2. The harp-lute, 1798, with twelve catgut strings, a larger instrument than No. 1, its neck resembling that of the pedal-harp.
3. The harp-lyre, 1816, differing from No. 2 in the shape of the body, which is flat at the back.
4. The British lute-harp, for which Light took out a patent dated 18 June 1816, a chromatic lute-harp, distinguished by certain pieces of mechanism called ditals, or thumb-keys, which when pressed raise the corresponding string one semitone.
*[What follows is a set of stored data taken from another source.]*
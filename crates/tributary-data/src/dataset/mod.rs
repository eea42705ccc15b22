// Copyright 2025 eraflo
//
// Licensed under the Apache License, Version 2.0 (the "License");
// you may not use this file except in compliance with the License.
// You may obtain a copy of the License at
//
//     http://www.apache.org/licenses/LICENSE-2.0
//
// Unless required by applicable law or agreed to in writing, software
// distributed under the License is distributed on an "AS IS" BASIS,
// WITHOUT WARRANTIES OR CONDITIONS OF ANY KIND, either express or implied.
// See the License for the specific language governing permissions and
// limitations under the License.


//! Leaf datasets: the non-composite payloads.

mod graph;
mod image;
mod point_set;
mod table;
mod unstructured;

pub use self::graph::Graph;
pub use self::image::ImageGrid;
pub use self::point_set::PointSet;
pub use self::table::Table;
pub use self::unstructured::{CellType, UnstructuredGrid};

use tributary_core::Bounds;

/// Name of the per-cell ghost marker array.
pub const GHOST_ARRAY_NAME: &str = "GhostType";

/// Ghost marker bit: the cell is a copy of a cell owned elsewhere.
pub const GHOST_DUPLICATE: u8 = 1;

/// Ghost marker bit: the cell is hidden because a finer level refines it.
pub const GHOST_REFINED: u8 = 8;

fn bounds_of_points(points: &[f64]) -> Bounds {
    points.chunks_exact(3).fold(Bounds::INVALID, |mut b, p| {
        b.include_point([p[0], p[1], p[2]]);
        b
    })
}
fn dataset(cursor: &mut Cursor<'_>) -> Result<DataObjectType, LegacyFormatError> {
    let tokens = cursor.keyword("DATASET")?;
    let kind = tokens.first().copied().unwrap_or("");
    dataset_type(kind).ok_or_else(|| LegacyFormatError::UnknownDataset {
        line: cursor.line_number(),
        kind: kind.to_string(),
    })
}

/// Reads the header and `DATASET` line of `text` and returns the type of
/// the object it holds.
pub fn peek_data_type(text: &str) -> Result<DataObjectType, LegacyFormatError> {
    let mut cursor = Cursor::new(text);
    header(&mut cursor)?;
    dataset(&mut cursor)
}

/// Decodes a complete legacy file.
pub fn from_legacy_str(text: &str) -> Result<DataObject, LegacyFormatError> {
    let mut cursor = Cursor::new(text);
    let title = header(&mut cursor)?;
    log::trace!("Decoding legacy file {title:?}");
    object(&mut cursor)
}

// ─────────────────────────────────────────────────────────────────────────────
// Objects
// ─────────────────────────────────────────────────────────────────────────────

fn object(cursor: &mut Cursor<'_>) -> Result<DataObject, LegacyFormatError> {
    let data_type = dataset(cursor)?;
    let field = if cursor.peek().is_some_and(|l| l.starts_with("FIELD")) {
        Some(field_data(cursor)?)
    } else {
        None
    };
    let kind = match data_type {
        DataObjectType::MultiBlock => DataKind::Composite(children(cursor, CompositeKind::MultiBlock)?),
        DataObjectType::MultiPiece => DataKind::Composite(children(cursor, CompositeKind::MultiPiece)?),
        DataObjectType::Partitioned => DataKind::Composite(children(cursor, CompositeKind::Partitioned)?),
        DataObjectType::PartitionedCollection => {
            let composite = children(cursor, CompositeKind::PartitionedCollection)?;
            cursor.keyword("DATAASSEMBLY")?;
            DataKind::Composite(composite)
        }
        DataObjectType::OverlappingAmr => DataKind::Amr(amr(cursor)?),
        DataObjectType::ImageGrid => DataKind::ImageGrid(image(cursor)?),
        DataObjectType::PointSet => DataKind::PointSet(point_set(cursor)?),
        DataObjectType::UnstructuredGrid => DataKind::UnstructuredGrid(unstructured(cursor)?),
        DataObjectType::Table => DataKind::Table(table(cursor)?),
        other => return Err(LegacyFormatError::Unsupported(other)),
    };
    let mut object = DataObject::new(kind);
    if let Some(field) = field {
        *object.field_data_mut() = field;
    }
    Ok(object)
}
5. The dital harp, which was similar to, if not identical with, the last invention. It is tuned like the pedal-harp, but the order of the strings is reversed, the bass being nearer the performer. The instrument is described by Thomas Busby as strong and sweet in tone, and "unquestionably, the pedal-harp excepted, the most eligible accompaniment to the human voice".

==Works==
Publications by Light include:
1. The Ladies' Amusement, a collection of lessons and songs for guitar, in six numbers (1783);
2. A First Book on Music (1794);
3. The Musette, a collection of lessons and songs for the guitar, with instructions for playing, issued monthly about 1795;
4. Concise Instructions for Playing on the English Lute (c.1800);
5. A Collection of Songs, arranged for harp-lute, lyre, and guitar (c.1810);
6. Preludes, Exercises, and Recreations, for harp-lute solo (c.1810);
7. A New and Complete Directory to the Art of Playing on the British Lute-Harp (1817). It contains a full-page engraving showing the attitude of a performer, and a list of suitable compositions.